What you are asked to do: Copy word for word, please, the lines of the entries below running from the one containing "let min_y = min_y.max(0);" to the one containing "let t = sample", both ends included.

Input data:
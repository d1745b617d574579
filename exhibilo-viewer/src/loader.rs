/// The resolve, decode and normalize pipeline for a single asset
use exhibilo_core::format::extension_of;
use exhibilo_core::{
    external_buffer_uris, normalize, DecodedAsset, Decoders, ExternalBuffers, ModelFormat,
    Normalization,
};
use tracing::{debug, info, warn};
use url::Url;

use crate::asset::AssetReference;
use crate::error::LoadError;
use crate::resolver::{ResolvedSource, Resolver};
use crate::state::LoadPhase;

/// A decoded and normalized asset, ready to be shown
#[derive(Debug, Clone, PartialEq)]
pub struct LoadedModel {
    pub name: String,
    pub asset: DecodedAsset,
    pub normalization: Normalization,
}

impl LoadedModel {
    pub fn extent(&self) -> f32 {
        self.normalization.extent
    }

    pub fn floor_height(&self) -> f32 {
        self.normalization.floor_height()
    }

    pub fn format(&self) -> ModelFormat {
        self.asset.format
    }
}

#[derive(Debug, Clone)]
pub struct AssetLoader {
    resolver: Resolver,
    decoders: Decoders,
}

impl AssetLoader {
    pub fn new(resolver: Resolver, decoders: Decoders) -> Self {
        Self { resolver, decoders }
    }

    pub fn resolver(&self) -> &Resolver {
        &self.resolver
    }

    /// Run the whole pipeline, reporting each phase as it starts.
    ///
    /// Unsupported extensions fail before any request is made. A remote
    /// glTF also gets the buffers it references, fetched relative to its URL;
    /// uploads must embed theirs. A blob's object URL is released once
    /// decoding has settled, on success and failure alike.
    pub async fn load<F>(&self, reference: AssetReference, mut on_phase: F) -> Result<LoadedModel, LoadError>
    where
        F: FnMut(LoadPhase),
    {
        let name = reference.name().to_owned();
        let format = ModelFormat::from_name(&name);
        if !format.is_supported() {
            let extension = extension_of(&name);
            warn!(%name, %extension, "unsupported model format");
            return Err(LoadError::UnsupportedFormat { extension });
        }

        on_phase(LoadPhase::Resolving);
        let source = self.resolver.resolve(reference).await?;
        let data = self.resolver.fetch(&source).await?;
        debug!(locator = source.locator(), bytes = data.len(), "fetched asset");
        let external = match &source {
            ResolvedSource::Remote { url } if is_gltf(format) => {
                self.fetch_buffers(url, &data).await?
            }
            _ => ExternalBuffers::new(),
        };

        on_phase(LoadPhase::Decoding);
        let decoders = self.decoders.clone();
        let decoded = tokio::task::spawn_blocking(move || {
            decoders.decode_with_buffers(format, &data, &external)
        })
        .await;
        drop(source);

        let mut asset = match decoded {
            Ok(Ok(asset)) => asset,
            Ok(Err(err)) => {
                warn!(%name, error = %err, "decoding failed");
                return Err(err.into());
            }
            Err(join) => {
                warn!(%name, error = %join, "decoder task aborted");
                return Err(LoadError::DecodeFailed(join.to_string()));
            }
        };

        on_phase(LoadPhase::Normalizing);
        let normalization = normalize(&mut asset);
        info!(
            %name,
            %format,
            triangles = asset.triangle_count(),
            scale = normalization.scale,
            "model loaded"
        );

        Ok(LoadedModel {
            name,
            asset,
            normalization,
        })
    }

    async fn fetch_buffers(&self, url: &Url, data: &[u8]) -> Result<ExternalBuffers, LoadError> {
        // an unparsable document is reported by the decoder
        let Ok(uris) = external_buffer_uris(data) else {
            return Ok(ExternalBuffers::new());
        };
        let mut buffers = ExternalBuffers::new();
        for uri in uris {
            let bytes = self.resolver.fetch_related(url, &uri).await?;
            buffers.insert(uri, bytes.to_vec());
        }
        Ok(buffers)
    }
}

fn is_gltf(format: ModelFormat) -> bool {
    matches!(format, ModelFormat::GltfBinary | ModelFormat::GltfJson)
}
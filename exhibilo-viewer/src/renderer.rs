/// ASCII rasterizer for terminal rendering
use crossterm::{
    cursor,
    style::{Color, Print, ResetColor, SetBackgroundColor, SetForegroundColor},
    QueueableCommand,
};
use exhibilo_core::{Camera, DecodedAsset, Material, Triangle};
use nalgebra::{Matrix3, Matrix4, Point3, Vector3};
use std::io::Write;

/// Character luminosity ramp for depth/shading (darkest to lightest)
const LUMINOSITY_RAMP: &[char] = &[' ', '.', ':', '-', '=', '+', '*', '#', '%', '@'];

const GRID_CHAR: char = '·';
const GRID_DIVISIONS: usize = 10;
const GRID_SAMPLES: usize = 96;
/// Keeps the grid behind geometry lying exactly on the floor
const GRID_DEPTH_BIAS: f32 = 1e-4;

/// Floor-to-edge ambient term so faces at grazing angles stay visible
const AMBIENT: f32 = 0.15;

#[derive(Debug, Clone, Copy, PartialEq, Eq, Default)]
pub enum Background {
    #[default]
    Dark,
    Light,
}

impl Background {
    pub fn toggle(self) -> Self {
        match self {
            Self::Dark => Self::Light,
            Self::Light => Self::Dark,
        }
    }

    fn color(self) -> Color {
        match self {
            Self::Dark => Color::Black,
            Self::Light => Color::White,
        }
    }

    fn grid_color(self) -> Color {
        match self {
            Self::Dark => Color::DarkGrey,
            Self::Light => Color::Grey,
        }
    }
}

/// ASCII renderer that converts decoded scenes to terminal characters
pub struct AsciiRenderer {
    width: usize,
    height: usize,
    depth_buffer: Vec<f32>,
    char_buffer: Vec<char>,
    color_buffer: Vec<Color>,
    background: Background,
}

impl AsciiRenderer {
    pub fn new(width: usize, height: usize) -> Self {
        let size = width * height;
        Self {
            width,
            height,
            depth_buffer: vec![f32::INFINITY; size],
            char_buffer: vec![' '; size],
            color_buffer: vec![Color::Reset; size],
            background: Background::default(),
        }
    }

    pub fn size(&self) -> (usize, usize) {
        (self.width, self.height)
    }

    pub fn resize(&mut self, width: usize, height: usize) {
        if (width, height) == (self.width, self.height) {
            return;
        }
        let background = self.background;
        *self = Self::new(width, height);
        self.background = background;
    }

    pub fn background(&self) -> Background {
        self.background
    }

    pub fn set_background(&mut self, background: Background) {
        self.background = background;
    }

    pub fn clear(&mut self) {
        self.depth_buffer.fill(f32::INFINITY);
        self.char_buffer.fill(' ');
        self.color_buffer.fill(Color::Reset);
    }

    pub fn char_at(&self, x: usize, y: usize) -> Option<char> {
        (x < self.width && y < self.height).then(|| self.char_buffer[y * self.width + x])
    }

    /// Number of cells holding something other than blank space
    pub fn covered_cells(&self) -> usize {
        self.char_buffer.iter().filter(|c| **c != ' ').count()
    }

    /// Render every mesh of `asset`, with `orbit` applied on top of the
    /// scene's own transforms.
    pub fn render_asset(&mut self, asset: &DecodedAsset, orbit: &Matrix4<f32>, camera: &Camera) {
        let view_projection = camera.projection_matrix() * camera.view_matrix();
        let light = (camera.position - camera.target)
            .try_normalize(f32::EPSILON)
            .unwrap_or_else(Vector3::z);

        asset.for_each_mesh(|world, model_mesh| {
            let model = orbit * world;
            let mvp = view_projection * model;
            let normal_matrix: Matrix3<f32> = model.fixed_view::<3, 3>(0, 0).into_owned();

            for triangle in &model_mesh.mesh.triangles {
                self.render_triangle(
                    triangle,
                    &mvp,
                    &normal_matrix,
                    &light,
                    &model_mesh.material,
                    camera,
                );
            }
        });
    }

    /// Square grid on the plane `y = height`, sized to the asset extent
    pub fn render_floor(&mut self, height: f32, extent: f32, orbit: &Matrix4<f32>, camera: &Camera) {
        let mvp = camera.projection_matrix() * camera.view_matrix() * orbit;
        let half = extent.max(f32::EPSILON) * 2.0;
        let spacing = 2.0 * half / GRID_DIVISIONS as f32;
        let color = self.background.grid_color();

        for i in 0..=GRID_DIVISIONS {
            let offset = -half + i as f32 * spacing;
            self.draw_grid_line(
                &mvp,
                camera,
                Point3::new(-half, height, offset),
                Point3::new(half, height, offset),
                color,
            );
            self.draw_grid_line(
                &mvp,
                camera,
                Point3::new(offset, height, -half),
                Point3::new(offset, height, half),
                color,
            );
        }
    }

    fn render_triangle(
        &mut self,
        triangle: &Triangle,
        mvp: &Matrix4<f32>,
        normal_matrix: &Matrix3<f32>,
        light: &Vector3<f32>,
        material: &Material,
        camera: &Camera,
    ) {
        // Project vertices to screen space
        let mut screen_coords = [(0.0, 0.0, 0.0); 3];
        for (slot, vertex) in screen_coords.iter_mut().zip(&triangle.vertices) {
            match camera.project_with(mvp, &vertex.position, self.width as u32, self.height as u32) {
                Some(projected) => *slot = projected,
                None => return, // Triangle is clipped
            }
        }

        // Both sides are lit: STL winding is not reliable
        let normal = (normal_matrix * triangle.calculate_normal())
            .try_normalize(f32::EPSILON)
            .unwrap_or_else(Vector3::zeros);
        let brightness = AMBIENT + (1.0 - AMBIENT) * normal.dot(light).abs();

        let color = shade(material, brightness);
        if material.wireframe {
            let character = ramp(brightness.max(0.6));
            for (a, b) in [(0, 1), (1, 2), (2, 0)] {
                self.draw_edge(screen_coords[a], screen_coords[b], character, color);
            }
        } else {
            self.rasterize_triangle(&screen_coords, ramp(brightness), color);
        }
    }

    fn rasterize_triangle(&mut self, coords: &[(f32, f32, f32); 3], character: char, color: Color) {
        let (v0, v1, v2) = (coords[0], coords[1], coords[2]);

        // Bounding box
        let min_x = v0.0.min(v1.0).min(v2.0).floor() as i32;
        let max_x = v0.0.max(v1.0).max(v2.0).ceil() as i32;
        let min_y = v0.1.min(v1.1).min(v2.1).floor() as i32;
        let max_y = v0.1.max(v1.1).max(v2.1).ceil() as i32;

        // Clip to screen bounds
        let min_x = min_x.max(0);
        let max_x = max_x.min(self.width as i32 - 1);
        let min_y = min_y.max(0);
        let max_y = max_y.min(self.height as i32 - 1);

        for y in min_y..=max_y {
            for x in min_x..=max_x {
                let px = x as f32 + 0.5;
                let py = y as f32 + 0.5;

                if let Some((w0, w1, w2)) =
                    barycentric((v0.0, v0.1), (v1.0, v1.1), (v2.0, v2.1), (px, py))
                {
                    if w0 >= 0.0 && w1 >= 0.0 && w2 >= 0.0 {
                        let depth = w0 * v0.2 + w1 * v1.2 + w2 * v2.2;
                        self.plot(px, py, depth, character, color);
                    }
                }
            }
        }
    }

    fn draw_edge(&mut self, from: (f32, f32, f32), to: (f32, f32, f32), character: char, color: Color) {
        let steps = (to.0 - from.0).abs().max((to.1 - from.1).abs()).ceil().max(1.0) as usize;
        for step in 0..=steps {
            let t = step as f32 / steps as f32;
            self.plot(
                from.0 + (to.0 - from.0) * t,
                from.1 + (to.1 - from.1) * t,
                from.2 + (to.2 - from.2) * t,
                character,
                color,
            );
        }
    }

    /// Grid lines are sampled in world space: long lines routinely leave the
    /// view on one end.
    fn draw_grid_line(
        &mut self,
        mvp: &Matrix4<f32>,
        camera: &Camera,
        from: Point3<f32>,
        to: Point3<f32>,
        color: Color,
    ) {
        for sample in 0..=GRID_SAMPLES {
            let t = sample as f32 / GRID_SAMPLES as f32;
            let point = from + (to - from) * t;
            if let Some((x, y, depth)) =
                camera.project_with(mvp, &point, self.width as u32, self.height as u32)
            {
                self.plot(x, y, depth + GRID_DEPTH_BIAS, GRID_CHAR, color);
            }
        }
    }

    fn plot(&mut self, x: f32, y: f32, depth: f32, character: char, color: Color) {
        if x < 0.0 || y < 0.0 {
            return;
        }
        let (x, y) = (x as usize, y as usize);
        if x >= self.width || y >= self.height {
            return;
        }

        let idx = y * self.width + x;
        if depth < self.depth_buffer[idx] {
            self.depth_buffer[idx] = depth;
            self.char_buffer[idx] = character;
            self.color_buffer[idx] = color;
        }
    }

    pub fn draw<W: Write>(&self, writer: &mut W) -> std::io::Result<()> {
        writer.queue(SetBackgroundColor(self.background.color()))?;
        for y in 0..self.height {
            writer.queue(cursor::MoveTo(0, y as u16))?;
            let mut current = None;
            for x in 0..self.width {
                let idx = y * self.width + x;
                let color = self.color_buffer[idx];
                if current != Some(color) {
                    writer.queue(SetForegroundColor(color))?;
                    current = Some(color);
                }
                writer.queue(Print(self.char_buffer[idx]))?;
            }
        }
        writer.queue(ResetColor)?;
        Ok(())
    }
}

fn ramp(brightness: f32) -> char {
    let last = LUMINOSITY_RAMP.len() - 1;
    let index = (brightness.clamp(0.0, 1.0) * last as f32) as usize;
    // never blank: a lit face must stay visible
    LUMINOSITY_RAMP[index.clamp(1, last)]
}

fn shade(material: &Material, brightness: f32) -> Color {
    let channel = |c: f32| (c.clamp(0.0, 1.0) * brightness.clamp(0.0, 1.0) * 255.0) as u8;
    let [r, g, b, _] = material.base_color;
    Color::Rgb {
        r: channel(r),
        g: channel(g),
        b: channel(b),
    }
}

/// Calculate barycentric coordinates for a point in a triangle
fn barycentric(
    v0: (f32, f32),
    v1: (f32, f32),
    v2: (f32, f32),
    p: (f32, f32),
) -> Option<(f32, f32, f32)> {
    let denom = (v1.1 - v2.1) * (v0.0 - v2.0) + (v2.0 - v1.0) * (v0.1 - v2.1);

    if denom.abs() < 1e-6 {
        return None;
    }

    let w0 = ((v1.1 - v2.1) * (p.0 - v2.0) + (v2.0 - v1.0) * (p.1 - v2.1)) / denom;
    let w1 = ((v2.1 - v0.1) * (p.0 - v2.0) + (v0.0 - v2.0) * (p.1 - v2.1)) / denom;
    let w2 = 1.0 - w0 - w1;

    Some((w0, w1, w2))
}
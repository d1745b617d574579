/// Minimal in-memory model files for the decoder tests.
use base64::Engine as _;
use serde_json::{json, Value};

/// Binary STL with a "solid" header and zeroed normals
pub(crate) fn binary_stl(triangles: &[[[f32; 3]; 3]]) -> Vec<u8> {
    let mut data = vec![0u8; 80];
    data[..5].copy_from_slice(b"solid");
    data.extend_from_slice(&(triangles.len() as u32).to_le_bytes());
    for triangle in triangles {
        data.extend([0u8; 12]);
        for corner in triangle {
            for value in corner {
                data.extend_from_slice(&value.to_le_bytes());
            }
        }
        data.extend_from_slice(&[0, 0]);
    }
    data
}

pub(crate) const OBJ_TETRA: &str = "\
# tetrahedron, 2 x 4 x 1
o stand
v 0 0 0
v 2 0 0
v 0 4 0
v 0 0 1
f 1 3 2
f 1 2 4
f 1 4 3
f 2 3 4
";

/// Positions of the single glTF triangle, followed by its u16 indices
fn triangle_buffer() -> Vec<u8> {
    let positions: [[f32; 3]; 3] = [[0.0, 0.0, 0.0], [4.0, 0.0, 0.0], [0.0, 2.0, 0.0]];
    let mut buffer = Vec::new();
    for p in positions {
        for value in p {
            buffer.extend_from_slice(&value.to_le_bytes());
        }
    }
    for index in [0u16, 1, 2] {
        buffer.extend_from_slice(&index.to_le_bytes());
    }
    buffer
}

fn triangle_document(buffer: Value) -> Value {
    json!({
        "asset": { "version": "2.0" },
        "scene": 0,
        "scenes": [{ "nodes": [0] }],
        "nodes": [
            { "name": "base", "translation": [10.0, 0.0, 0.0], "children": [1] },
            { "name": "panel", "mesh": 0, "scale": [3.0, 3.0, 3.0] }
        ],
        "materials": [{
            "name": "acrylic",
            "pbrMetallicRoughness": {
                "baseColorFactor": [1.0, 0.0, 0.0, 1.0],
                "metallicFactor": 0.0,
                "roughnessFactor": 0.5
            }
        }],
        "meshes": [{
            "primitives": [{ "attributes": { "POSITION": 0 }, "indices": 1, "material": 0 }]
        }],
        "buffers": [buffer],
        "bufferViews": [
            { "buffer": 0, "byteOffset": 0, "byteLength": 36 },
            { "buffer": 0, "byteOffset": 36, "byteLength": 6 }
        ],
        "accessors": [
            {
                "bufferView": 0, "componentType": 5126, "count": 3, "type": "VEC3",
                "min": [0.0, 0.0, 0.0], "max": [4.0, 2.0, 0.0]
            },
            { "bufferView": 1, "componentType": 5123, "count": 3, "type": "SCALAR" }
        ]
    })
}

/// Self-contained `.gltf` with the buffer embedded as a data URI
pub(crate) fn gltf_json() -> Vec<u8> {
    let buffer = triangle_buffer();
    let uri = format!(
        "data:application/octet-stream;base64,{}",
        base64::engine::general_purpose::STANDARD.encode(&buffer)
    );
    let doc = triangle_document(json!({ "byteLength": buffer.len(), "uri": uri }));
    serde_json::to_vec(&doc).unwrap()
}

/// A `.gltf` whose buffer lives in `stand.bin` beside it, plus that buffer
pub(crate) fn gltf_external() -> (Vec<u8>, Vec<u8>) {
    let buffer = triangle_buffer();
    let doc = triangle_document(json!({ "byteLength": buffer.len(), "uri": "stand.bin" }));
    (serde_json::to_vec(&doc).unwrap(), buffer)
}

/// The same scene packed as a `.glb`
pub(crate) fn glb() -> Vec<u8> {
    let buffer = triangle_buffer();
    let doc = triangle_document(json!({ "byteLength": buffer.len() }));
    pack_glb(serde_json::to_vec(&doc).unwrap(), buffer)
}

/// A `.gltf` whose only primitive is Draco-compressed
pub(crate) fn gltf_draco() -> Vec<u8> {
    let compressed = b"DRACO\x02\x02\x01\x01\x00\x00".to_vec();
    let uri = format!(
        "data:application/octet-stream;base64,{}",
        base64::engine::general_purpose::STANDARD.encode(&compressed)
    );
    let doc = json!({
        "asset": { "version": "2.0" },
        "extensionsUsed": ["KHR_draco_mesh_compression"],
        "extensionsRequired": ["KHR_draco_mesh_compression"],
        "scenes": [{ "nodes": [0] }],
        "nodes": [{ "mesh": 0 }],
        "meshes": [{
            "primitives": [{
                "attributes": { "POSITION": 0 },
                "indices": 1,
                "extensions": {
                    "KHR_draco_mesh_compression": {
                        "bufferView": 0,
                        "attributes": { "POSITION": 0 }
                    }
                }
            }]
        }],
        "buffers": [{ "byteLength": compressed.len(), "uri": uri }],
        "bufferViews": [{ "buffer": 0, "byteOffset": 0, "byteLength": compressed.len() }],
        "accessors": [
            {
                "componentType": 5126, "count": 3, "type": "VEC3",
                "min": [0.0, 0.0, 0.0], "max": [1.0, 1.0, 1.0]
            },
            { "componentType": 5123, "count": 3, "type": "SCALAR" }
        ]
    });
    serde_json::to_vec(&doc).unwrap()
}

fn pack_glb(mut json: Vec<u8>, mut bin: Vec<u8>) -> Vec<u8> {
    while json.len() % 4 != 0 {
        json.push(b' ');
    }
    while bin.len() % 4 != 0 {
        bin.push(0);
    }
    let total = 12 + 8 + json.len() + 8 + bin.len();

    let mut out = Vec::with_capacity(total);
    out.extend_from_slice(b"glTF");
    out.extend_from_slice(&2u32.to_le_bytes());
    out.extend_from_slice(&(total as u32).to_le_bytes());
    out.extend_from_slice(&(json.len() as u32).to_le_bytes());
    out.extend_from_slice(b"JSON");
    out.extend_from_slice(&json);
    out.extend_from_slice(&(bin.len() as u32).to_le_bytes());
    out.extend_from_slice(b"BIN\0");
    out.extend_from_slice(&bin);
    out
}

Task solution:
        let min_y = min_y.max(0);
        let max_y = max_y.min(self.height as i32 - 1);

        for y in min_y..=max_y {
            for x in min_x..=max_x {
                let px = x as f32 + 0.5;
                let py = y as f32 + 0.5;

                if let Some((w0, w1, w2)) =
                    barycentric((v0.0, v0.1), (v1.0, v1.1), (v2.0, v2.1), (px, py))
                {
                    if w0 >= 0.0 && w1 >= 0.0 && w2 >= 0.0 {
                        let depth = w0 * v0.2 + w1 * v1.2 + w2 * v2.2;
                        self.plot(px, py, depth, character, color);
                    }
                }
            }
        }
    }

    fn draw_edge(&mut self, from: (f32, f32, f32), to: (f32, f32, f32), character: char, color: Color) {
        let steps = (to.0 - from.0).abs().max((to.1 - from.1).abs()).ceil().max(1.0) as usize;
        for step in 0..=steps {
            let t = step as f32 / steps as f32;
            self.plot(
                from.0 + (to.0 - from.0) * t,
                from.1 + (to.1 - from.1) * t,
                from.2 + (to.2 - from.2) * t,
                character,
                color,
            );
        }
    }

    /// Grid lines are sampled in world space: long lines routinely leave the
    /// view on one end.
    fn draw_grid_line(
        &mut self,
        mvp: &Matrix4<f32>,
        camera: &Camera,
        from: Point3<f32>,
        to: Point3<f32>,
        color: Color,
    ) {
        for sample in 0..=GRID_SAMPLES {
            let t = sample as f32 / GRID_SAMPLES as f32;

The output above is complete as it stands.